On 11. 02. 22 13:50, Jaroslav Mracek wrote:
> No we didn't and it will make the feature less usable - see reported issues
> during testing in original request (
> https://bugzilla.redhat.com/show_bug.cgi?id=1699672#c74
<https://bugzilla.redhat.com/show_bug.cgi?id=1699672#c74>).
Miro's reply was: "That was expected and we can make sure our
packaging guidelines discourage Recommedns with full [NEVR]". Then there was
follow-up discussion with general agreement that the example from #c74 was in
fact a packaging mistake. In fact there was some discussion of amending the
guidelines.
DNF is not a component only in Fedora and we have to support the LEGACY point
of view. Changing guidelines is not an option because they are not mandatory
but something as a recommendation. People will anyway ship packages with
versioning of relation dependencies because they want, they can and they need
them. Creating such a rule will only make things worse.

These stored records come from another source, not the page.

use std::path::PathBuf;
use std::str::FromStr;

use color_eyre::eyre::{eyre, Result, WrapErr};
use serde::Deserialize;
use tracing::debug;

use crate::style::ThemeConfig;

const APP_NAME: &str = "reminders";
const CONFIG_ENV: &str = "REMINDERS_CONFIG";
const BACKEND_ENV: &str = "REMINDERS_BACKEND";
const STORE_PATH_ENV: &str = "REMINDERS_STORE_PATH";

/// Where reminders live.
#[derive(Debug, Clone, Copy, PartialEq, Eq, Deserialize)]
#[serde(rename_all = "lowercase")]
pub enum Backend {
    /// The macOS reminders service.
    #[serde(rename = "eventkit")]
    EventKit,
    /// A local JSON document.
    File,
}

impl Default for Backend {
    fn default() -> Self {
        if cfg!(target_os = "macos") {
            Backend::EventKit
        } else {
            Backend::File
        }
    }
}

impl FromStr for Backend {
    type Err = color_eyre::Report;

    fn from_str(s: &str) -> Result<Self> {
        match s.trim().to_lowercase().as_str() {
            "eventkit" => Ok(Backend::EventKit),
            "file" => Ok(Backend::File),
            other => Err(eyre!("unknown backend {other:?}, expected \"eventkit\" or \"file\"")),
        }
    }
}

#[derive(Debug, Clone, Deserialize)]
#[serde(default)]
pub struct Config {
    pub backend: Backend,
    pub store_path: Option<PathBuf>,
    /// List used by `add` when none is given on the command line.
    pub default_list: Option<String>,
    pub color: bool,
    pub theme: ThemeConfig,
}

impl Default for Config {
    fn default() -> Self {
        Self {
            backend: Backend::default(),
            store_path: None,
            default_list: None,
            color: true,
            theme: ThemeConfig::default(),
        }
    }
}

impl FromStr for Config {
    type Err = toml::de::Error;

    fn from_str(s: &str) -> std::result::Result<Self, Self::Err> {
        toml::from_str(s)
    }
}

impl Config {
    /// Load the config file (if any), then apply environment overrides.
    pub fn load() -> Result<Self> {
        let mut config = match config_path() {
            Some(path) if path.exists() => std::fs::read_to_string(&path)
                .wrap_err_with(|| format!("failed to read config file {}", path.display()))?
                .parse::<Config>()
                .wrap_err_with(|| format!("failed to parse config file {}", path.display()))?,
            Some(path) => {
                debug!(path = %path.display(), "no config file, using defaults");
                Config::default()
            }
            None => Config::default(),
        };

        if let Ok(backend) = std::env::var(BACKEND_ENV) {
            config.backend = backend
                .parse()
                .wrap_err_with(|| format!("invalid {BACKEND_ENV}"))?;
        }
        if let Ok(path) = std::env::var(STORE_PATH_ENV) {
            config.store_path = Some(PathBuf::from(path));
        }

        debug!(?config, "configuration loaded");
        Ok(config)
    }

    /// JSON store location for the file backend.
    pub fn store_path(&self) -> Option<PathBuf> {
        self.store_path
            .clone()
            .or_else(|| dirs::data_dir().map(|d| d.join(APP_NAME).join("store.json")))
    }
}

fn config_path() -> Option<PathBuf> {
    std::env::var_os(CONFIG_ENV)
        .map(PathBuf::from)
        .or_else(|| dirs::config_dir().map(|d| d.join(APP_NAME).join("config.toml")))
}

#[cfg(test)]
mod tests {
    use super::*;

    #[test]
    fn empty_file_gives_defaults() {
        let config: Config = "".parse().unwrap();
        assert_eq!(config.backend, Backend::default());
        assert!(config.color);
        assert!(config.default_list.is_none());
    }

    #[test]
    fn parses_all_keys() {
        let config: Config = r##"
            backend = "file"
            store_path = "/tmp/reminders.json"
            default_list = "Work"
            color = false

            [theme]
            preset = "mono"
            high = "#ff0000"
        "##
        .parse()
        .unwrap();

        assert_eq!(config.backend, Backend::File);
        assert_eq!(config.store_path(), Some(PathBuf::from("/tmp/reminders.json")));
        assert_eq!(config.default_list.as_deref(), Some("Work"));
        assert!(!config.color);
        assert_eq!(config.theme.preset.as_deref(), Some("mono"));
    }

    #[test]
    fn backend_names() {
        assert_eq!("EventKit".parse::<Backend>().unwrap(), Backend::EventKit);
        assert_eq!(" file ".parse::<Backend>().unwrap(), Backend::File);
        assert!("sqlite".parse::<Backend>().is_err());
    }

    #[test]
    fn rejects_unknown_backend_in_file() {
        assert!(r#"backend = "cloud""#.parse::<Config>().is_err());
    }
}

Let's take a step back, since I feel we've derailed. We appear to be discussing
two related but different things:
- behavior of a new dnf option
- whether or not the new option should be turned on by default in Fedora
If dnf needs to support use cases of another distro (say legacy RHEL), that can
easily happen by not changing the default there. Maybe I just don't see the
whole picture?
What I'd like to understand better is how option 3 (which seems to be preferred
by you, if I am not mistaken) makes this situation any different. Why do you
assume the impact on legacy systems will be smaller if we go with option 3?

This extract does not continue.